Czasami
wystarczy chwila nieuwagi, żeby miejsce o którym sądziłeś, że je znasz całkowicie
się zmieniło i zaskoczyło cię swoim wyglądem. Pasje to jak ulał do Gdańska, w
którym od wielu lat nie byłem, ale miałem gdzieś w pamięci zapisany jego obraz.

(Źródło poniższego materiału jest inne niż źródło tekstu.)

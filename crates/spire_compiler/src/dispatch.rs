//! Compilation dispatcher: compile one variant, publish the artifact, record
//! its dependencies.

use std::path::{Path, PathBuf};

use spire_cache::DependencyManifest;
use spire_common::ARTIFACT_EXTENSION;
use spire_source::SourceLanguage;
use spire_variants::BuildVariant;
use tracing::{debug, warn};

use crate::error::{CompileError, DiscoveryError};
use crate::invocation::{CompileRequest, Compiler};

/// The outcome of a successful dispatch.
#[derive(Debug)]
pub struct Dispatched {
    /// The artifact that was (re)built.
    pub artifact: PathBuf,
    /// The manifest written for it, if dependency discovery succeeded.
    pub manifest: Option<DependencyManifest>,
    /// Why no manifest was written.
    pub include_error: Option<DiscoveryError>,
    /// Compiler output of the successful compile, usually warnings.
    pub diagnostics: String,
}

/// Runs compile jobs against a [`Compiler`] with a fixed include search list.
#[derive(Debug)]
pub struct Dispatcher<C> {
    compiler: C,
    include_paths: Vec<PathBuf>,
}

impl<C: Compiler> Dispatcher<C> {
    /// Creates a dispatcher passing `include_paths` to every invocation.
    pub fn new(compiler: C, include_paths: Vec<PathBuf>) -> Self {
        Self {
            compiler,
            include_paths,
        }
    }

    /// The underlying compiler.
    pub fn compiler(&self) -> &C {
        &self.compiler
    }

    /// The include search list, in priority order.
    pub fn include_paths(&self) -> &[PathBuf] {
        &self.include_paths
    }

    /// Compiles `source` as `variant` into `artifact`, then rewrites its
    /// dependency manifest.
    ///
    /// The compiler writes to a temporary file in the artifact's directory,
    /// which replaces the artifact only after a confirmed success. On any
    /// error the previous artifact and manifest are left exactly as they
    /// were. The artifact directory must already exist.
    pub fn dispatch(
        &self,
        source: &Path,
        language: SourceLanguage,
        artifact: &Path,
        variant: &BuildVariant,
    ) -> Result<Dispatched, CompileError> {
        let dir = parent_dir(artifact);
        let staging = tempfile::Builder::new()
            .prefix(".spire-")
            .suffix(&format!(".{ARTIFACT_EXTENSION}"))
            .tempfile_in(dir)
            .map_err(|source| CompileError::Io {
                path: dir.to_path_buf(),
                source,
            })?
            .into_temp_path();

        let request = CompileRequest {
            source,
            output: &staging,
            language,
            variant,
            include_paths: &self.include_paths,
        };
        let output = self.compiler.compile(&request)?;
        if !output.success {
            return Err(CompileError::Failed {
                path: source.to_path_buf(),
                diagnostics: output.combined(),
            });
        }
        // The staging file exists from the start, so an empty one means the
        // compiler never wrote it.
        let written = std::fs::metadata(&staging)
            .map(|meta| meta.len() > 0)
            .unwrap_or(false);
        if !written {
            return Err(CompileError::MissingOutput {
                path: artifact.to_path_buf(),
            });
        }
        staging
            .persist(artifact)
            .map_err(|e| CompileError::Io {
                path: artifact.to_path_buf(),
                source: e.error,
            })?;
        debug!(artifact = %artifact.display(), variant = %variant.name, "artifact published");

        let request = CompileRequest {
            source,
            output: artifact,
            language,
            variant,
            include_paths: &self.include_paths,
        };
        let (manifest, include_error) = match self.record_dependencies(&request) {
            Ok(manifest) => (Some(manifest), None),
            Err(e) => {
                warn!(artifact = %artifact.display(), "dependencies not recorded: {e}");
                if let Err(rm) = DependencyManifest::remove(artifact) {
                    warn!("cannot remove stale manifest: {rm}");
                }
                (None, Some(e))
            }
        };

        Ok(Dispatched {
            artifact: artifact.to_path_buf(),
            manifest,
            include_error,
            diagnostics: output.combined(),
        })
    }

    fn record_dependencies(
        &self,
        request: &CompileRequest<'_>,
    ) -> Result<DependencyManifest, DiscoveryError> {
        let report = self
            .compiler
            .report_includes(request)
            .map_err(|e| DiscoveryError::ReportFailed {
                diagnostics: e.to_string(),
            })?;
        if !report.success {
            return Err(DiscoveryError::ReportFailed {
                diagnostics: report.combined(),
            });
        }
        let reported = self.compiler.discovery(request.language).discover(&report)?;

        let primary = identity(request.source);
        let mut manifest = DependencyManifest::new();
        for path in reported {
            let resolved = self.locate(request.source, &path);
            if identity(&resolved) != primary {
                manifest.insert(resolved);
            }
        }
        manifest.save(request.output)?;
        Ok(manifest)
    }

    /// Resolves a reported include the way the preprocessor searches:
    /// the including file's directory first, then the include list.
    fn locate(&self, source: &Path, reported: &Path) -> PathBuf {
        if reported.is_absolute() {
            return reported.to_path_buf();
        }
        let source_dir = source.parent().unwrap_or_else(|| Path::new(""));
        let found = std::iter::once(source_dir)
            .chain(self.include_paths.iter().map(PathBuf::as_path))
            .map(|dir| dir.join(reported))
            .find(|candidate| candidate.exists())
            .unwrap_or_else(|| source_dir.join(reported));
        if found.is_absolute() {
            return found;
        }
        match std::env::current_dir() {
            Ok(cwd) => cwd.join(found),
            Err(_) => found,
        }
    }
}

fn parent_dir(path: &Path) -> &Path {
    match path.parent() {
        Some(dir) if !dir.as_os_str().is_empty() => dir,
        _ => Path::new("."),
    }
}

/// A comparable identity for a path: canonical if it exists.
fn identity(path: &Path) -> PathBuf {
    std::fs::canonicalize(path).unwrap_or_else(|_| path.to_path_buf())
}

Tymczasem wczoraj jego widok całkowicie mnie zaskoczył, chociaż zobaczyłem
tylko mały fragment – wyspę Ołowiankę i jej okolice.
Duże wrażenie
robi Filharmonia Bałtycka umieszczona w pięknym neogotyckim budynku z XIX wieku.
Obok niej
Bursztynowa Promenada Gwiazd z odciskami dłoni ponad 100 artystów.
Duże
wrażenie robi również nowiutka kładka nad Motławą łącząca Ołowiankę z Długim
Nabrzeżem.
Wiele
rozpoczętych budów wskazuje na to, że w ciągu najbliższych lat to miejsce zmieni się jeszcze bardziej.
W budynku
spichrza z XVII wieku, który swojego wyglądu w najbliższym czasie nie zmieni
znajduje się hotel z mini browarem i restauracją Browarnia, w której miałem
okazję zdegustować trzy gatunki piwa gdańskiego.